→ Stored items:
[Start of Attachment]

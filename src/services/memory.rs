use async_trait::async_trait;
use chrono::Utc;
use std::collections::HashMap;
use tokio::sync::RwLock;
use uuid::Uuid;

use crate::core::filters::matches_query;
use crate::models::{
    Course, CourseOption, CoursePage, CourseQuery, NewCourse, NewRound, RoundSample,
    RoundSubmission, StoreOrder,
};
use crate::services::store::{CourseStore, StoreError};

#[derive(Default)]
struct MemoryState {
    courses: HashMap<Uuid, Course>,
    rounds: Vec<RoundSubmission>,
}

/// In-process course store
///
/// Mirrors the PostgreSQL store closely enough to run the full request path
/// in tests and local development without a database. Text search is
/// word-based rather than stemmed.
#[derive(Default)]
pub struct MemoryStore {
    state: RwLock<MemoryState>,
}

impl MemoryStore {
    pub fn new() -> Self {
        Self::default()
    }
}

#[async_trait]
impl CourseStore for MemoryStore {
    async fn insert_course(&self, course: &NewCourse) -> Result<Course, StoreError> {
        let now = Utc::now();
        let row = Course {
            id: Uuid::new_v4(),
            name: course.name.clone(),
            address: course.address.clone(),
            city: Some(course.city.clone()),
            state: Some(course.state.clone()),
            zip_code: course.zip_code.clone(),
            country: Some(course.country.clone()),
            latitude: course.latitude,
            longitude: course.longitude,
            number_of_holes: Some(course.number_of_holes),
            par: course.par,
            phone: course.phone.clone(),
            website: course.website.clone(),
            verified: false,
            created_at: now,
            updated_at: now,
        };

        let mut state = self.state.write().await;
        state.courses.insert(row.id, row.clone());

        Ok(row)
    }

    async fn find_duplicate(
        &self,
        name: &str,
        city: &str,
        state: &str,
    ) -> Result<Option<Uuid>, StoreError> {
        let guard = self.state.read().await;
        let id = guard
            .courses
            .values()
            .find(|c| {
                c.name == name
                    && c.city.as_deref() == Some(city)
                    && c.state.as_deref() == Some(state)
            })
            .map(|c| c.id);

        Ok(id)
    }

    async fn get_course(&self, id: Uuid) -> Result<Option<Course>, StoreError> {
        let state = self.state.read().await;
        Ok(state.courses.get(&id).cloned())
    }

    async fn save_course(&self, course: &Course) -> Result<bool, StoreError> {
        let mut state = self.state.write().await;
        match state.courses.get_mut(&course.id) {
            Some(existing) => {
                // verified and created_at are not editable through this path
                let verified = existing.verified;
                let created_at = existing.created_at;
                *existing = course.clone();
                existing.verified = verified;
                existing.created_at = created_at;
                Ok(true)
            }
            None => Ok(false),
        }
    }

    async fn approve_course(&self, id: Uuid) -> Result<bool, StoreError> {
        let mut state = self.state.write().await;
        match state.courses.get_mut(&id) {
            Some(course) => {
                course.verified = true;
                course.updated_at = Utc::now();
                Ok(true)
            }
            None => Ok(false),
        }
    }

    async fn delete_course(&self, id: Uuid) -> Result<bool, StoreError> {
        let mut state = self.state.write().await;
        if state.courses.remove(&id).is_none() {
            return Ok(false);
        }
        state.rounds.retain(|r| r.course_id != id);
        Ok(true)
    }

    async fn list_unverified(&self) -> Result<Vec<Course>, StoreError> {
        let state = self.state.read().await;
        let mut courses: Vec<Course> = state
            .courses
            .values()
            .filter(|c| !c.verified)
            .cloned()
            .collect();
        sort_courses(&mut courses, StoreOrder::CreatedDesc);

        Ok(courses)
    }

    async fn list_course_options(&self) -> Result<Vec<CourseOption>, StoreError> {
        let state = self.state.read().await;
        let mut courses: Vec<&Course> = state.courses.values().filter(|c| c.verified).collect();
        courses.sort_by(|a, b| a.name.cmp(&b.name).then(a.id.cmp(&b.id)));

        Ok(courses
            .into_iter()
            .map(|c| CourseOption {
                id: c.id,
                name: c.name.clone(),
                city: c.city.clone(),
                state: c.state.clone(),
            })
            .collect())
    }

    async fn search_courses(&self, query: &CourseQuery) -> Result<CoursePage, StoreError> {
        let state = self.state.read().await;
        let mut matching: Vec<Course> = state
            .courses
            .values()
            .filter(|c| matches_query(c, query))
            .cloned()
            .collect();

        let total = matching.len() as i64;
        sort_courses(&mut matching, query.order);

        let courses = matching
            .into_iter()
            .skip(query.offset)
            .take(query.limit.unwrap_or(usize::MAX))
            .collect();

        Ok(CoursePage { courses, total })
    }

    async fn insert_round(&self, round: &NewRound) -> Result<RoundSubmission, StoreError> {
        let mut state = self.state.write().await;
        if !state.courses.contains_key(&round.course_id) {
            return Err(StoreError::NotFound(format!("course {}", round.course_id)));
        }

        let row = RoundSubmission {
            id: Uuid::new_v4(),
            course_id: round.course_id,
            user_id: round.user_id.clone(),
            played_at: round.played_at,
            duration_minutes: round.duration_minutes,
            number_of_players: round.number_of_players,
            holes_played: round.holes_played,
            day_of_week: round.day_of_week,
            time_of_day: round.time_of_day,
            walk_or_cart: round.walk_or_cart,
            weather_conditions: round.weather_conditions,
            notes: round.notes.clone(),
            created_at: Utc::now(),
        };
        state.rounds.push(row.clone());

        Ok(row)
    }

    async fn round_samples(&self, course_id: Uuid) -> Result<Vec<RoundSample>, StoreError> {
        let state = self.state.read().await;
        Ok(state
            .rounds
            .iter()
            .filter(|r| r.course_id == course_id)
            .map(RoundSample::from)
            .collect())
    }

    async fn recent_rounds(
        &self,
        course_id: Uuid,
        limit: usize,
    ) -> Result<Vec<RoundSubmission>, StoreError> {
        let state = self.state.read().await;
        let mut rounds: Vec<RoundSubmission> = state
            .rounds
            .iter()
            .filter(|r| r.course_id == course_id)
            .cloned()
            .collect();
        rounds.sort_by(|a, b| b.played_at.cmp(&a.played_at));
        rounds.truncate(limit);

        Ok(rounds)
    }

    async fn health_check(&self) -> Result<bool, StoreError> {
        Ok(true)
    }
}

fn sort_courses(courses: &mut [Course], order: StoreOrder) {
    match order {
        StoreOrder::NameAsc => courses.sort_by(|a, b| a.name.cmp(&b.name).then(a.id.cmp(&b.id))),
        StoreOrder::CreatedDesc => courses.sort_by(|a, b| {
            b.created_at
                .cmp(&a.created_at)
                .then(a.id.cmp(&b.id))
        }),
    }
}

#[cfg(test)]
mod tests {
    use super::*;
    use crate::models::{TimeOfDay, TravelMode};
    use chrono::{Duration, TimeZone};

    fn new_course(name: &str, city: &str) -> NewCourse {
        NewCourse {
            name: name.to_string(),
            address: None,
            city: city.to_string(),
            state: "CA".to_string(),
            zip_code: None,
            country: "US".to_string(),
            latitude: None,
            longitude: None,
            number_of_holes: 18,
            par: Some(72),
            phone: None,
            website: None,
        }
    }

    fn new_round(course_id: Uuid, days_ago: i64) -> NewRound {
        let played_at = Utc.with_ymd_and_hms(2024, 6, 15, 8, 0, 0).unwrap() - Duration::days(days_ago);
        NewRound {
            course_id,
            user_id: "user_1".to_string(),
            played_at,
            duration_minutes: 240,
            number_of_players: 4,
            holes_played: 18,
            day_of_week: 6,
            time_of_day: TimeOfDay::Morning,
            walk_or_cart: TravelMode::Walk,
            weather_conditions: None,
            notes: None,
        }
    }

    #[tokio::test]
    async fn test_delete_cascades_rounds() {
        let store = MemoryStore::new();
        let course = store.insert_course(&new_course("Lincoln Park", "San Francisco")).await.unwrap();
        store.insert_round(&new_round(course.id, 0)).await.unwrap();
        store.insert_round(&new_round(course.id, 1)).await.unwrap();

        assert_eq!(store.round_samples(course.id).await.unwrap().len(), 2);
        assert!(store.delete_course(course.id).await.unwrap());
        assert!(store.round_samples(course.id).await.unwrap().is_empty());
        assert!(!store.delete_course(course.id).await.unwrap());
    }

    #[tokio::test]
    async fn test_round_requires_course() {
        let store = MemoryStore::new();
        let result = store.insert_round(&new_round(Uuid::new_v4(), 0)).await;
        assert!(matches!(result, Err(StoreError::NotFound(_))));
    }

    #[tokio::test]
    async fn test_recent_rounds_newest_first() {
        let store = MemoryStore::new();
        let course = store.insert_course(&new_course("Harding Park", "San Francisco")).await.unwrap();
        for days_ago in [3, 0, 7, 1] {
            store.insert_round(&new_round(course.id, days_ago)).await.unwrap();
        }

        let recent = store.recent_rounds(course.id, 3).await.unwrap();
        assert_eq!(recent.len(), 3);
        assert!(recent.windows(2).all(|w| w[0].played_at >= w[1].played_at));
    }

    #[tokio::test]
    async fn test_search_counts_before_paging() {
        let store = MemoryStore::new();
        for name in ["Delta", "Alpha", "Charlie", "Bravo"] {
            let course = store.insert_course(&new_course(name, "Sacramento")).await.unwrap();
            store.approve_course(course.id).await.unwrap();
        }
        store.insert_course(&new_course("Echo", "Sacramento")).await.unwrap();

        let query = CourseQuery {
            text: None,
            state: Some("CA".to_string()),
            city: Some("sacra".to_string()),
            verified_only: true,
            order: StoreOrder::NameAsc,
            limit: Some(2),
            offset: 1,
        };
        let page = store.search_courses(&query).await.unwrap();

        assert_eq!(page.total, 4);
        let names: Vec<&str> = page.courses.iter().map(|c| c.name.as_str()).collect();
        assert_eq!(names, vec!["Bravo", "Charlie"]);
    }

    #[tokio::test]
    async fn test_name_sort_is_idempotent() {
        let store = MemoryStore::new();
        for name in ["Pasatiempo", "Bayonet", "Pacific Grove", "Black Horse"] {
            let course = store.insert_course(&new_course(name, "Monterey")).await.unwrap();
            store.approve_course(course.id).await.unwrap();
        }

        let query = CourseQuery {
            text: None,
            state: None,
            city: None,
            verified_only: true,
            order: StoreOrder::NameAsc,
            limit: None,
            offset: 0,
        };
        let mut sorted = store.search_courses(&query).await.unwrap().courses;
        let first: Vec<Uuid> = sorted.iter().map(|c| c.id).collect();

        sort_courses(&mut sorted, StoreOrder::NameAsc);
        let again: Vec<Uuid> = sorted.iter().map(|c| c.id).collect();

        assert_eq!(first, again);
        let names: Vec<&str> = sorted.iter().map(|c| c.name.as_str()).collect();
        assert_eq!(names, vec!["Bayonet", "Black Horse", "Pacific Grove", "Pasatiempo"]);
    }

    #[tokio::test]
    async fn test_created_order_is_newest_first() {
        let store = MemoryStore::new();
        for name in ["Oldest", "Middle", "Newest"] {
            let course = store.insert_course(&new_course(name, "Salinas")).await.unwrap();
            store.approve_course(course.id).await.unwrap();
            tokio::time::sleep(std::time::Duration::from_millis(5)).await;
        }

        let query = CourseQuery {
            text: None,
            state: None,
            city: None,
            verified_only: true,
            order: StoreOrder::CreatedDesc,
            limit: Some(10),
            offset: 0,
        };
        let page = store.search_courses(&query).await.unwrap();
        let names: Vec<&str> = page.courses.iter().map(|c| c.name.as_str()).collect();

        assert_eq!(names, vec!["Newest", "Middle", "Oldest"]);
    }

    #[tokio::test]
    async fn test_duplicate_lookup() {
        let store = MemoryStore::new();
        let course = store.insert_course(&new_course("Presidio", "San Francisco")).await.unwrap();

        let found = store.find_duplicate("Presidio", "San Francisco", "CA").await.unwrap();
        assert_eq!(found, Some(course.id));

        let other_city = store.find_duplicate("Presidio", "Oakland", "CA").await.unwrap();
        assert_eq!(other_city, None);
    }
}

[End of Attachment]
[Start of Attachment]

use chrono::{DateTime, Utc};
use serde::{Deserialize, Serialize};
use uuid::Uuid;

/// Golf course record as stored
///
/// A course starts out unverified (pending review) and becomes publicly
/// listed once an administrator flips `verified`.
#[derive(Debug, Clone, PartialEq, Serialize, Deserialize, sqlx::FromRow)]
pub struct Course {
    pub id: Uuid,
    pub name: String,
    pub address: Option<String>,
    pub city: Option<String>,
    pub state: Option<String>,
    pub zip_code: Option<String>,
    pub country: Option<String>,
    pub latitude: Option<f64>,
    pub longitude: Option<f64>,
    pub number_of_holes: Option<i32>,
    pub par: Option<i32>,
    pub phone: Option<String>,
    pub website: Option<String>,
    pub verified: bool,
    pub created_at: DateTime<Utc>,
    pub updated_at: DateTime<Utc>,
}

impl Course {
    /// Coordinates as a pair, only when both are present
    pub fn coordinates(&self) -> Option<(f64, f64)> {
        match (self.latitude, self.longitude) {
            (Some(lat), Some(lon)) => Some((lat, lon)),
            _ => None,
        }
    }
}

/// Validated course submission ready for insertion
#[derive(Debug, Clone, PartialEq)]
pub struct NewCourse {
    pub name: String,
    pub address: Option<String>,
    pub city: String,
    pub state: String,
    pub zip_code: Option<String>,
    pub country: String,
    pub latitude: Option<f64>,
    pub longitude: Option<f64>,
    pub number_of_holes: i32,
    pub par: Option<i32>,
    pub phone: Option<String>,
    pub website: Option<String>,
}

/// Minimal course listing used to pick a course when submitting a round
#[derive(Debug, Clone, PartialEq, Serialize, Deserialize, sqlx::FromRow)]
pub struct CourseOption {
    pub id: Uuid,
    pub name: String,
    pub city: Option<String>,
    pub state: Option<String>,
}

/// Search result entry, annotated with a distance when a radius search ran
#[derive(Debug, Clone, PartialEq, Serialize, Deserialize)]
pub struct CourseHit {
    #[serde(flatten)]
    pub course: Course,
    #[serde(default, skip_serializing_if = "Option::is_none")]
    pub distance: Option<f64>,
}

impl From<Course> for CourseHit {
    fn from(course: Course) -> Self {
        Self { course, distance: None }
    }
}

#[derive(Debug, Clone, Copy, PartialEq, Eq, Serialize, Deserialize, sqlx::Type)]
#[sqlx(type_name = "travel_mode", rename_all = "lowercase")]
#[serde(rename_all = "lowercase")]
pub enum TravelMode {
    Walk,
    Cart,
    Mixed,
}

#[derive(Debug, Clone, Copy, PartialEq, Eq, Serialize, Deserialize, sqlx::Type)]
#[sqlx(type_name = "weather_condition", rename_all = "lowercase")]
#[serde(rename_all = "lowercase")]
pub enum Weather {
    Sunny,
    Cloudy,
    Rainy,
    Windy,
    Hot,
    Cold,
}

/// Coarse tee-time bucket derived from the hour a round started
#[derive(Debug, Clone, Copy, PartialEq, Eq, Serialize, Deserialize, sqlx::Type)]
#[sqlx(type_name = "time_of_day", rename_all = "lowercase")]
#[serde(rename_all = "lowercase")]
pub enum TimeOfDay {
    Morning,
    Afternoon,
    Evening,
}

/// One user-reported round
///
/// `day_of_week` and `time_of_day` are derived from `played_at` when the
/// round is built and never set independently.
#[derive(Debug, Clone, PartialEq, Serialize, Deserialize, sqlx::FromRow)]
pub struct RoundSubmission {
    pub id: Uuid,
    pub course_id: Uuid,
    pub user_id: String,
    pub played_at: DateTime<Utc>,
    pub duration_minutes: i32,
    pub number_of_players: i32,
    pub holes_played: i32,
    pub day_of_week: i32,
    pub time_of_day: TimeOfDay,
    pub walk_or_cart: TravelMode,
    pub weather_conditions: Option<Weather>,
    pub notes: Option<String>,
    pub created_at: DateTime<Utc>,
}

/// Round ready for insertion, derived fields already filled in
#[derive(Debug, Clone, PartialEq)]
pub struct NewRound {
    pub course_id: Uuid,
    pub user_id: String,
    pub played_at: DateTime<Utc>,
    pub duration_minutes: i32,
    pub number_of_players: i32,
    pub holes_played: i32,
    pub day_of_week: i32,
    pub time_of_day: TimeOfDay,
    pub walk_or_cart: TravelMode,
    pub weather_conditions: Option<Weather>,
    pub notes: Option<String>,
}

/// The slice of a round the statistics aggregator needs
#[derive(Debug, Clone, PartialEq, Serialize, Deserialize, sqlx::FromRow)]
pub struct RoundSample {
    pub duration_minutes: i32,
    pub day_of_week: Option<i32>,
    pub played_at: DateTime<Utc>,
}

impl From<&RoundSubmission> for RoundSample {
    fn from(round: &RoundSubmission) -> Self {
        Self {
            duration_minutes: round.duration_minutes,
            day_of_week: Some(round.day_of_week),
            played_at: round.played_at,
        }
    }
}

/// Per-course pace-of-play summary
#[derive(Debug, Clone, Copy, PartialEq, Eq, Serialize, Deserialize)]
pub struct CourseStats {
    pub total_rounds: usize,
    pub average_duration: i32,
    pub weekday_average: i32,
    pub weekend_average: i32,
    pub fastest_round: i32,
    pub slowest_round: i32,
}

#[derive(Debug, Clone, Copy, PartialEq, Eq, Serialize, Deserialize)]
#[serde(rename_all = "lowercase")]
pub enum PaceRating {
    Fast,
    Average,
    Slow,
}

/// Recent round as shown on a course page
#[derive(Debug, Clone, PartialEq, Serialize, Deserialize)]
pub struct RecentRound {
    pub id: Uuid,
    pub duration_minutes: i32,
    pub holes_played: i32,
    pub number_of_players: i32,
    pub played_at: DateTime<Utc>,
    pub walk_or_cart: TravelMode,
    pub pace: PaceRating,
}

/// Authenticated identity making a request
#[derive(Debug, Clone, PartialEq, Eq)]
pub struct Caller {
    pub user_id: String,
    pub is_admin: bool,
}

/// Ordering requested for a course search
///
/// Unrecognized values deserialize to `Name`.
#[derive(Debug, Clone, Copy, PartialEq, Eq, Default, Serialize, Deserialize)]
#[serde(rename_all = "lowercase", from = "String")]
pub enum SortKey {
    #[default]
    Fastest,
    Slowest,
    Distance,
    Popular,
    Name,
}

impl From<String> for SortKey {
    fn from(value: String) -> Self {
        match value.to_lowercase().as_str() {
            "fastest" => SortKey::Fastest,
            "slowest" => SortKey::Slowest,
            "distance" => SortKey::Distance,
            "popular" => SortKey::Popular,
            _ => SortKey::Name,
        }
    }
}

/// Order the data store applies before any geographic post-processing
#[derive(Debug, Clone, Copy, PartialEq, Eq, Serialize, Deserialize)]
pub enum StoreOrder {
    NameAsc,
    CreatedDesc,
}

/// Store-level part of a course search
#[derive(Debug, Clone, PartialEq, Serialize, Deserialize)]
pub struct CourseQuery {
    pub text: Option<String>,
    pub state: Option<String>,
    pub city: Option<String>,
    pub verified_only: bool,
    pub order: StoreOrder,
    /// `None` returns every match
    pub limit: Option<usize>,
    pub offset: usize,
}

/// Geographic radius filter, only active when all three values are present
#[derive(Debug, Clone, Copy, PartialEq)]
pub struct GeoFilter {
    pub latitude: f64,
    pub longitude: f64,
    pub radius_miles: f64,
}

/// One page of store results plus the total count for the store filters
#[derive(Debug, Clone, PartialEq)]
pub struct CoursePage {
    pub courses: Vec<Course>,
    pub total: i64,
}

[End of Attachment]
[Start of Attachment]

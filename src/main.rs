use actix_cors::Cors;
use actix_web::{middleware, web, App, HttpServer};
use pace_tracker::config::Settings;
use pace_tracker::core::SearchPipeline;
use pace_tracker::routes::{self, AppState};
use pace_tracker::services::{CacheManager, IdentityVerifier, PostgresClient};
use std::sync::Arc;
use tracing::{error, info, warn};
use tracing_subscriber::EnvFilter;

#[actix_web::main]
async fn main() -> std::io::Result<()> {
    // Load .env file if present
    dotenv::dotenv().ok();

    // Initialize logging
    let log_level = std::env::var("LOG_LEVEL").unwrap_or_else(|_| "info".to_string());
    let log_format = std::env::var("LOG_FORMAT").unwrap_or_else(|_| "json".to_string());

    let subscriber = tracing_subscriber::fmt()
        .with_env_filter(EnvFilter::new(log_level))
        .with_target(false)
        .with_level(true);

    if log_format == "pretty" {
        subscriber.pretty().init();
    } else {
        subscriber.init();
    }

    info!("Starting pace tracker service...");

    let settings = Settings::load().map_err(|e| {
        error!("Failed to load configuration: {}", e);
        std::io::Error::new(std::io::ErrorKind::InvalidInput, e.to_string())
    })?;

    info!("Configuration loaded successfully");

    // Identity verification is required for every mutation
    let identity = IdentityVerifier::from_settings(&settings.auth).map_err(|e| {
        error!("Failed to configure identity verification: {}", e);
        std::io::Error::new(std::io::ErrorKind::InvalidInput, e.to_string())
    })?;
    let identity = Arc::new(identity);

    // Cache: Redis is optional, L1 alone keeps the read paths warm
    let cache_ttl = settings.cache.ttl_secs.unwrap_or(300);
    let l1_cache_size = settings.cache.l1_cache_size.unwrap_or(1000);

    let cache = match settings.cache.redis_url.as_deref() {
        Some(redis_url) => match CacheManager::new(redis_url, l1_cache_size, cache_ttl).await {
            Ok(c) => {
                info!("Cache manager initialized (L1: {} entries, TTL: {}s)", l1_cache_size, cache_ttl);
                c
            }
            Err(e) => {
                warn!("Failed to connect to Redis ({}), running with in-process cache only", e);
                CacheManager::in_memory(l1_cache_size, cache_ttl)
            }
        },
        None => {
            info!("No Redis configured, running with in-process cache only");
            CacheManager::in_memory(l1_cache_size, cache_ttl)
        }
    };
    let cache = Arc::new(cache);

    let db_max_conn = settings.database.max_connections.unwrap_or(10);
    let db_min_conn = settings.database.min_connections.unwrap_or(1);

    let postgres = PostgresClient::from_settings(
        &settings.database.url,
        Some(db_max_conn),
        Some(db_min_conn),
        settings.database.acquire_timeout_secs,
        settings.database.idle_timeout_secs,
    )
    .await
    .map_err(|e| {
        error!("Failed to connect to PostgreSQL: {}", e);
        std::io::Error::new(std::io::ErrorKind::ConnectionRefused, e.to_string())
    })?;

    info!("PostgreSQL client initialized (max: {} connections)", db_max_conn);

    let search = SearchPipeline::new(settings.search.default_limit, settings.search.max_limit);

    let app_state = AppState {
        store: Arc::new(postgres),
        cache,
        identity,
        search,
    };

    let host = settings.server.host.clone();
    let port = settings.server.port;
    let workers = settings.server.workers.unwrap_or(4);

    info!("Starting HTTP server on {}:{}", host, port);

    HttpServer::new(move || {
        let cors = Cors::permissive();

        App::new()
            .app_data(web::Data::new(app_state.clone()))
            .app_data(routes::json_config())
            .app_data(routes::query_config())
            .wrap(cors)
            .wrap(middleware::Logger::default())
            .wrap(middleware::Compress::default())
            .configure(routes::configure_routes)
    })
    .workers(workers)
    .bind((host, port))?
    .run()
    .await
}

[End of Attachment]

→ TASK BRIEF: Look through the lines above and collect those with the word "website".

→ REPLY TO THE TASK:
            website: course.website.clone(),
            website: None,
    pub website: Option<String>,
    pub website: Option<String>,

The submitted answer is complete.